==== Supplied data

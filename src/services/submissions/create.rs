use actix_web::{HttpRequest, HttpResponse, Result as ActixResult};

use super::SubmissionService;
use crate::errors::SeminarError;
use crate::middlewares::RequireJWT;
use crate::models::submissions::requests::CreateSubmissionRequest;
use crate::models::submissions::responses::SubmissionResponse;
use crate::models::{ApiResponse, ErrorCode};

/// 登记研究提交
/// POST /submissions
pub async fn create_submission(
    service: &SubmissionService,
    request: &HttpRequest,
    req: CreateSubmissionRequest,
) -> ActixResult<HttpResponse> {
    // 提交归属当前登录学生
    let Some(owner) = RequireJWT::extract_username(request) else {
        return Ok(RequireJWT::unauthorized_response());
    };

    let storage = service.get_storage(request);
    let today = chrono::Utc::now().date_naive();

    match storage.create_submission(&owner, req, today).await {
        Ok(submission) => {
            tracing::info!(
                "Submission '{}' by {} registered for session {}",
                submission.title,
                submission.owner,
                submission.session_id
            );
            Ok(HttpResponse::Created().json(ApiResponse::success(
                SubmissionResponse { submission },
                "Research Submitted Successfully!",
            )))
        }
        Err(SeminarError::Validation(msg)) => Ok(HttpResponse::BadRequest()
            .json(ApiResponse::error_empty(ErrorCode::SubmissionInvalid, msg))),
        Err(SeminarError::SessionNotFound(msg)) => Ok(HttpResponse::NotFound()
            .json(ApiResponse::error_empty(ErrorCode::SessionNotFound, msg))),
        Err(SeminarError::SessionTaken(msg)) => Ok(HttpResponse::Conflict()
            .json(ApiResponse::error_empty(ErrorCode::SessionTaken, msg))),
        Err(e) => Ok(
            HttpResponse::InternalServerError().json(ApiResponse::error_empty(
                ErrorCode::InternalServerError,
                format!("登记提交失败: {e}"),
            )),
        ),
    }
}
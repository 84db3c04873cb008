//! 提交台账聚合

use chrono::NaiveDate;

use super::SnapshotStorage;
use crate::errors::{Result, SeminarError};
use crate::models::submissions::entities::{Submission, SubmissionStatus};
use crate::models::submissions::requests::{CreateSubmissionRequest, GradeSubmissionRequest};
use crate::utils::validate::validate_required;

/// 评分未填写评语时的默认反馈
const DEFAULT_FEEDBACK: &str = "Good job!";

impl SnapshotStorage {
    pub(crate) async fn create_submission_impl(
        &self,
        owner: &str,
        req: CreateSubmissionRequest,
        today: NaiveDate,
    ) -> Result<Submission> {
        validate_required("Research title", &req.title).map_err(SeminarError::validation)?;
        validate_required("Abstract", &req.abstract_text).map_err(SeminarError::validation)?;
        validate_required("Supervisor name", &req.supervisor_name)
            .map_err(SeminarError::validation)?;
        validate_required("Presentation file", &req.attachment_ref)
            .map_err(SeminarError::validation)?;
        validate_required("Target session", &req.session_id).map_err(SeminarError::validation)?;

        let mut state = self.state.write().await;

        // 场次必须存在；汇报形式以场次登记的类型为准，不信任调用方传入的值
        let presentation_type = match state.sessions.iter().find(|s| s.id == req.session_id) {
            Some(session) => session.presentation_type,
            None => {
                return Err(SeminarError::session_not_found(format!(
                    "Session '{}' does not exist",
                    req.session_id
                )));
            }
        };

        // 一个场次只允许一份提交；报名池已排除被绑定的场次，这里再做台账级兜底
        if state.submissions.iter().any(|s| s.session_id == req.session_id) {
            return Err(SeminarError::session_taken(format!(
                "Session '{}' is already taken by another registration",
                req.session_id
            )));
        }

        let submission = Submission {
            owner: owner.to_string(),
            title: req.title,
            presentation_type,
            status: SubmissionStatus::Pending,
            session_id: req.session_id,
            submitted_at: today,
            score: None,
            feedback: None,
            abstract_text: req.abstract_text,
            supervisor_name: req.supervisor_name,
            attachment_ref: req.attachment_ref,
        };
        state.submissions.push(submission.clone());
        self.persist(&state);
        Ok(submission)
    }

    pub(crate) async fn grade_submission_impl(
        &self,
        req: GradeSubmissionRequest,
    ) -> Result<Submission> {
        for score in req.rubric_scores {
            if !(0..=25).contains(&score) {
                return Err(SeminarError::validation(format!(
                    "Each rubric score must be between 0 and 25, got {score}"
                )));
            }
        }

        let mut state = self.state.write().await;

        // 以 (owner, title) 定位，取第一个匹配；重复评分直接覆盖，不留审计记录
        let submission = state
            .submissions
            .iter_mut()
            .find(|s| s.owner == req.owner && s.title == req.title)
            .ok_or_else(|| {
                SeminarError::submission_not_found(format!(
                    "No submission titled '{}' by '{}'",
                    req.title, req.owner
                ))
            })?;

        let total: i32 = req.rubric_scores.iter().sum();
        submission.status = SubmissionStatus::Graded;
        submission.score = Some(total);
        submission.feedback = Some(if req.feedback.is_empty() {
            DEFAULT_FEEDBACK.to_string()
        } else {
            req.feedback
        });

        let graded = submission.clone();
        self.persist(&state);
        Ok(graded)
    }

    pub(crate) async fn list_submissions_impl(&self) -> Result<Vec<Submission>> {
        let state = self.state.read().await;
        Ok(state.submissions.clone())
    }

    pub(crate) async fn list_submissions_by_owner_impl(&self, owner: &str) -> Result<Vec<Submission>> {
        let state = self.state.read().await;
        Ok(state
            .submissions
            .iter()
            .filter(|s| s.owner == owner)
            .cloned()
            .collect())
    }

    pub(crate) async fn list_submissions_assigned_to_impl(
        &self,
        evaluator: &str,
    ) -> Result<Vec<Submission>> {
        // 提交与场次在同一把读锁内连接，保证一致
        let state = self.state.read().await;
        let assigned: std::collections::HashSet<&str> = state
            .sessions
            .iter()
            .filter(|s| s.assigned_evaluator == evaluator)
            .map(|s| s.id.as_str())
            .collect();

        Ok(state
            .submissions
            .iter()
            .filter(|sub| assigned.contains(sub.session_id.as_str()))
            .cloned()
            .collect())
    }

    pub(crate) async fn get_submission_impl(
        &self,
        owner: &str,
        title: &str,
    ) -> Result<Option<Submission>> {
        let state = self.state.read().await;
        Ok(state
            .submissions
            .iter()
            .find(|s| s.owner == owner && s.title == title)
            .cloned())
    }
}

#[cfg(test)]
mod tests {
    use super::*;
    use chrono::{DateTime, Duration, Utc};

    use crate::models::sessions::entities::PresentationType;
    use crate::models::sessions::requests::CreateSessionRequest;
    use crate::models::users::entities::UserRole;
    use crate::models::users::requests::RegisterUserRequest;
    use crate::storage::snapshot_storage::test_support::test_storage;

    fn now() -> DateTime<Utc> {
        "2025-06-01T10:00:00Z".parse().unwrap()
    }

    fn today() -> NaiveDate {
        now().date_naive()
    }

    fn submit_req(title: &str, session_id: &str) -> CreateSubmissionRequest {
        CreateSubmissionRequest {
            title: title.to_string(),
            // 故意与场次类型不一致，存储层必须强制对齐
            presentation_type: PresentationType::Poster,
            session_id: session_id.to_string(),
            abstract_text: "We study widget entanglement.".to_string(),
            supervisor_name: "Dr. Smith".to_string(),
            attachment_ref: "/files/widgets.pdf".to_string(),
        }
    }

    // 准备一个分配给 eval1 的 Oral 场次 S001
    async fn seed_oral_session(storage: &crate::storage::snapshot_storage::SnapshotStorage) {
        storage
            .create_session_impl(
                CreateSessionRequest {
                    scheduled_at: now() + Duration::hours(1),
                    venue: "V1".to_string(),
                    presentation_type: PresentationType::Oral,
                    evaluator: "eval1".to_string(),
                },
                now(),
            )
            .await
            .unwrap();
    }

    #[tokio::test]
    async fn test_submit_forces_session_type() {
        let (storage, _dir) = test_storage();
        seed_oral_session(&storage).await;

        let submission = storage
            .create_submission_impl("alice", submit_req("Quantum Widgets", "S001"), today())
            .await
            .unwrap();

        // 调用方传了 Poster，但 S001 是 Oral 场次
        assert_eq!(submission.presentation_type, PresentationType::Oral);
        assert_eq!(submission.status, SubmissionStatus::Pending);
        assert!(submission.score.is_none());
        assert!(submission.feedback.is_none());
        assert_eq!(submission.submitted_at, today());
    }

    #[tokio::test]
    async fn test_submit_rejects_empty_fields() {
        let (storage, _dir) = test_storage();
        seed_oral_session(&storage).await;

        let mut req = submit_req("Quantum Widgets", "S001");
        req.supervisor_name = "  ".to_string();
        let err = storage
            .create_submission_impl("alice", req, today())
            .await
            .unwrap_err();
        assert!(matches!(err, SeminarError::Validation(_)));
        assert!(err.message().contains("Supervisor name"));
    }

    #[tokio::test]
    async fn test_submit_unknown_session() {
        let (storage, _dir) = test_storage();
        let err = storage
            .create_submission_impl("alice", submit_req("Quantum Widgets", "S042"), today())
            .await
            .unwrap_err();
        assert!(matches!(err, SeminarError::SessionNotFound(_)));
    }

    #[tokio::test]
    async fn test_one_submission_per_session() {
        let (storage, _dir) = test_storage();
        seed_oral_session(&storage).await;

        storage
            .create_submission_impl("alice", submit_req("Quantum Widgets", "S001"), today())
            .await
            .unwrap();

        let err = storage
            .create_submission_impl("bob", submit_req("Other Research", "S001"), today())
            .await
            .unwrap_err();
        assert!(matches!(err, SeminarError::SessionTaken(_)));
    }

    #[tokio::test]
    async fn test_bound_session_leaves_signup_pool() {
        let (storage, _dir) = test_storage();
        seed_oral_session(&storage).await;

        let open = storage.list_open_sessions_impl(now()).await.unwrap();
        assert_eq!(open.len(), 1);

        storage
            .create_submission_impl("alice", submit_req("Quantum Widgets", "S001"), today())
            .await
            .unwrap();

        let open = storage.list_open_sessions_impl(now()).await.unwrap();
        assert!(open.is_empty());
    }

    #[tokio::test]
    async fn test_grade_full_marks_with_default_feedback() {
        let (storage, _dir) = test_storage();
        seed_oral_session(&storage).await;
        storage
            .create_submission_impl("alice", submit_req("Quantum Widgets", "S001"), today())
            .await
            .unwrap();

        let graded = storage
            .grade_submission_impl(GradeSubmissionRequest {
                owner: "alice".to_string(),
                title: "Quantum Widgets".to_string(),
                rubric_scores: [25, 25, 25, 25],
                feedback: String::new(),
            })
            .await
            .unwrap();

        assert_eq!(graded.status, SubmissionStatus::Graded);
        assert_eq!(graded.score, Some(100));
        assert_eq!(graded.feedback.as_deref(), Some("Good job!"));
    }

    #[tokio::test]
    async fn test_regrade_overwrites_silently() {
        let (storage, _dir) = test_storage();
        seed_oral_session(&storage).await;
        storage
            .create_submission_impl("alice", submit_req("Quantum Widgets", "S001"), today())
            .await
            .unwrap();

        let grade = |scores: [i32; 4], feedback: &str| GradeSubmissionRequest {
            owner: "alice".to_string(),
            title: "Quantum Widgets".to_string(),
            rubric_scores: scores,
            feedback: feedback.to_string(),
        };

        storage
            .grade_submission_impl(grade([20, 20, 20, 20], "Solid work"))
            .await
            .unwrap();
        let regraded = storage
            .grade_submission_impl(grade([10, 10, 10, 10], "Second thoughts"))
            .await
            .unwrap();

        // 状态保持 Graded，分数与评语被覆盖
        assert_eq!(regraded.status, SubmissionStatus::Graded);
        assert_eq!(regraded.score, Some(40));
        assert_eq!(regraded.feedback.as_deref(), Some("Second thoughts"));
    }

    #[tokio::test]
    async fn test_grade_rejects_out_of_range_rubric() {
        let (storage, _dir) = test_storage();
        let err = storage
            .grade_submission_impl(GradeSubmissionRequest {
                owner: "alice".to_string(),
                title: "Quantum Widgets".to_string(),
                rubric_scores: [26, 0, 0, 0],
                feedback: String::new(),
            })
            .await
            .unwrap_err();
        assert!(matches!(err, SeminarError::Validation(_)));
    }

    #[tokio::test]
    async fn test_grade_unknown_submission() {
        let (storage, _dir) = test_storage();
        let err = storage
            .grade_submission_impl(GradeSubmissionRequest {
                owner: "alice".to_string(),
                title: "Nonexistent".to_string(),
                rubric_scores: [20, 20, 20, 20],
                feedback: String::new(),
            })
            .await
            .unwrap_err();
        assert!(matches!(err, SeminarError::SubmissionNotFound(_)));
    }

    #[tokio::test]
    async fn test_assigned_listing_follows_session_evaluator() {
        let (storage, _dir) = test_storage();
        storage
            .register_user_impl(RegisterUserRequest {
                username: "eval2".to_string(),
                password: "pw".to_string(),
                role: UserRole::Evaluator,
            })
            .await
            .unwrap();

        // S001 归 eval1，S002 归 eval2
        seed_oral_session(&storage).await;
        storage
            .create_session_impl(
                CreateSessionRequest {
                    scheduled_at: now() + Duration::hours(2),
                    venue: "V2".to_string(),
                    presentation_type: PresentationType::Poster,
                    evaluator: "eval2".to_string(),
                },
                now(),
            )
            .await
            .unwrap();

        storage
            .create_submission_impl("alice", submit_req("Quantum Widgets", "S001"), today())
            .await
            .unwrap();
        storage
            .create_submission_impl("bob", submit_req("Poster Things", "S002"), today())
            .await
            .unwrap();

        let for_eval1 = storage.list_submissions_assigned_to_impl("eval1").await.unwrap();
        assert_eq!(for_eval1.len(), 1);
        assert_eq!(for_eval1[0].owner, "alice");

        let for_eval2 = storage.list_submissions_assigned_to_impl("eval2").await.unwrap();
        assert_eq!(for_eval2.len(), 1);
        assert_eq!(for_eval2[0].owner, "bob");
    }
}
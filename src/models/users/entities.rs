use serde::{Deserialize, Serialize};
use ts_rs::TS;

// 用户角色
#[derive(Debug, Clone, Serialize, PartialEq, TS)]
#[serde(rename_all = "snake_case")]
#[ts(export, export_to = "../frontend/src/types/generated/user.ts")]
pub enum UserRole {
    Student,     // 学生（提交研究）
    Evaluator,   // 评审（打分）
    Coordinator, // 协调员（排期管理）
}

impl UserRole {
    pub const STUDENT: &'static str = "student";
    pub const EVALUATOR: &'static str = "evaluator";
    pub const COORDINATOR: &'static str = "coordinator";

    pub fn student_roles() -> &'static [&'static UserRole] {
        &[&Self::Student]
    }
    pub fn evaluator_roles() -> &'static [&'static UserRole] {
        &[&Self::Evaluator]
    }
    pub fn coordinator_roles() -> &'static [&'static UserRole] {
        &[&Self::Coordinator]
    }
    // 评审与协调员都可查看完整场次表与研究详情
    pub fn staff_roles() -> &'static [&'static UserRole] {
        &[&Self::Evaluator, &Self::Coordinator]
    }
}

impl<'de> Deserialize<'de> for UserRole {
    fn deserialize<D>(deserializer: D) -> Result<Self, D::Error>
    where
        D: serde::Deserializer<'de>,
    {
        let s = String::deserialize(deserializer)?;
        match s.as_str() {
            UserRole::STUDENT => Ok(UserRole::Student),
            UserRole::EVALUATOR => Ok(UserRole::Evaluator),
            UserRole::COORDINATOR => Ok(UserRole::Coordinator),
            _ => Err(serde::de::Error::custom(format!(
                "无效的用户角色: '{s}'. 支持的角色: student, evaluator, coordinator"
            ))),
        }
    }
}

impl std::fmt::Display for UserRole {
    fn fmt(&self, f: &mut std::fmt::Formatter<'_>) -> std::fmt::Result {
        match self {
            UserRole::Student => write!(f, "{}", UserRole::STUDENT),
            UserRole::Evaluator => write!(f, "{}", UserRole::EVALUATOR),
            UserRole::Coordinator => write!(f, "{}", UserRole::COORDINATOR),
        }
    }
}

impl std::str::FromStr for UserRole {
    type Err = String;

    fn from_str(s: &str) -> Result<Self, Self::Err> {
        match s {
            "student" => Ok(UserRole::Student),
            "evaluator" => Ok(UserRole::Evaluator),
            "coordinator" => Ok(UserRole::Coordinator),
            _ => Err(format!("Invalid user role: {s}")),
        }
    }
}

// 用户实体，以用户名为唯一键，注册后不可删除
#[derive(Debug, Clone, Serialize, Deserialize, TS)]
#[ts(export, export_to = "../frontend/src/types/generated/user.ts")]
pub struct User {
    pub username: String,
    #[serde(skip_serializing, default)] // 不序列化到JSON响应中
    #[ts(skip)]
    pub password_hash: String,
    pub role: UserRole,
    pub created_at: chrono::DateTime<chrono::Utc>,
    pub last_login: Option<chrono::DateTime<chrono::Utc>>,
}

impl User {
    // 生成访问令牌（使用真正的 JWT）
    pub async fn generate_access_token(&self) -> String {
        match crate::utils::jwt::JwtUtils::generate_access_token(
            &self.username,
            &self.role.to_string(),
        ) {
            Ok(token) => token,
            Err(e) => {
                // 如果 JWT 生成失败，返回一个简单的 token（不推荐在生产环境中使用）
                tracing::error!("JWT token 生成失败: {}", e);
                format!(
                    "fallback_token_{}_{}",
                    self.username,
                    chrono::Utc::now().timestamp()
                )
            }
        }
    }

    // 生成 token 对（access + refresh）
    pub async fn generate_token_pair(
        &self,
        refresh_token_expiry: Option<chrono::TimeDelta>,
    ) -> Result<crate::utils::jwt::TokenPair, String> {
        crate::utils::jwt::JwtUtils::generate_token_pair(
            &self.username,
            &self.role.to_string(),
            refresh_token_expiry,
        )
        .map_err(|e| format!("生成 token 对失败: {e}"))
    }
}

========

Quote the listing above from its first line to the line with "let storage = service.get_storage(request);", inclusive, and add nothing.

Exercise response:
filename src/services/submissions/create.rs
use actix_web::{HttpRequest, HttpResponse, Result as ActixResult};

use super::SubmissionService;
use crate::errors::SeminarError;
use crate::middlewares::RequireJWT;
use crate::models::submissions::requests::CreateSubmissionRequest;
use crate::models::submissions::responses::SubmissionResponse;
use crate::models::{ApiResponse, ErrorCode};

/// 登记研究提交
/// POST /submissions
pub async fn create_submission(
    service: &SubmissionService,
    request: &HttpRequest,
    req: CreateSubmissionRequest,
) -> ActixResult<HttpResponse> {
    // 提交归属当前登录学生
    let Some(owner) = RequireJWT::extract_username(request) else {
        return Ok(RequireJWT::unauthorized_response());
    };

    let storage = service.get_storage(request);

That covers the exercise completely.